Parallel Numerics. 1 Preconditioning & Iterative Solvers (From 2016) Technsche Unverstät München WSe 6/7 Insttut für Informatk Prof. Dr. Thomas Huckle Dpl.-Math. Benjamn Uekermann Parallel Numercs Exercse : Prevous Exam Questons Precondtonng & Iteratve Solvers (From 6)

More information

Efficient Distributed File System (EDFS)

Efficient Distributed File System (EDFS) Effcent Dstrbuted Fle System (EDFS) (Sem-Centralzed) Debessay(Debsh) Fesehaye, Rahul Malk & Klara Naherstedt Unversty of Illnos-Urbana Champagn Contents Problem Statement, Related Work, EDFS Desgn Rate

More information

Sequential search.

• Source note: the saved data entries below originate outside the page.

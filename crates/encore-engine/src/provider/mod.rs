//! External data providers.
//!
//! Providers normalise third-party responses into the catalog's own
//! record shapes. They are constructed explicitly and injected into the
//! blender and the enricher, so tests can substitute fakes.

pub mod lastfm;
pub mod resilience;

use async_trait::async_trait;
use serde::{Deserialize, Serialize};

use encore_core::model::{LastFmData, SimilarTrack};

use crate::error::ProviderResult;

pub use lastfm::LastFmClient;
pub use resilience::RateLimiter;

/// Play statistics and tags for a single track.
#[derive(Debug, Clone, Default, PartialEq, Serialize, Deserialize)]
pub struct TrackInfo {
    pub playcount: u64,
    pub listeners: u64,
    pub tags: Vec<String>,
    pub mbid: Option<String>,
}

impl TrackInfo {
    /// Combine with a similar-track list into the stored enrichment record.
    pub fn into_lastfm_data(self, similar_tracks: Vec<SimilarTrack>) -> LastFmData {
        LastFmData {
            playcount: self.playcount,
            listeners: self.listeners,
            tags: self.tags,
            mbid: self.mbid,
            similar_tracks,
        }
    }
}

/// Looks up tracks similar to a given track.
#[async_trait]
pub trait SimilarityProvider: Send + Sync {
    /// Human-readable provider name for logs.
    fn name(&self) -> &str;

    /// Up to `limit` tracks similar to `title` by `artist`, best match
    /// first. An unknown track yields an empty list.
    async fn similar_tracks(
        &self,
        title: &str,
        artist: &str,
        limit: usize,
    ) -> ProviderResult<Vec<SimilarTrack>>;
}

/// Looks up play statistics and tags for a track.
#[async_trait]
pub trait TrackInfoProvider: Send + Sync {
    fn name(&self) -> &str;

    /// `None` when the provider does not know the track.
    async fn track_info(&self, title: &str, artist: &str) -> ProviderResult<Option<TrackInfo>>;
}
//! Core domain model for encore.
//!
//! This crate defines the catalog model (songs and their enrichment
//! sub-records, popularity snapshots), users with their explicit and
//! inferred preferences, favorites, and the SQLite store that persists
//! them.

#![deny(unsafe_code)]
#![warn(missing_debug_implementations)]

pub mod error;
pub mod model;
pub mod schema;

pub use error::{Error, Result};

Building Java Programs Chapter 13. Sequential search. Sequential search

Sequential search. Building Java Programs Chapter 13. Sequential search. Sequential search Sequental search Buldng Java Programs Chapter 13 Searchng and Sortng sequental search: Locates a target value n an array/lst by examnng each element from start to fnsh. How many elements wll t need to

More information

Assembler. Shimon Schocken. Spring Elements of Computing Systems 1 Assembler (Ch. 6) Compiler. abstract interface.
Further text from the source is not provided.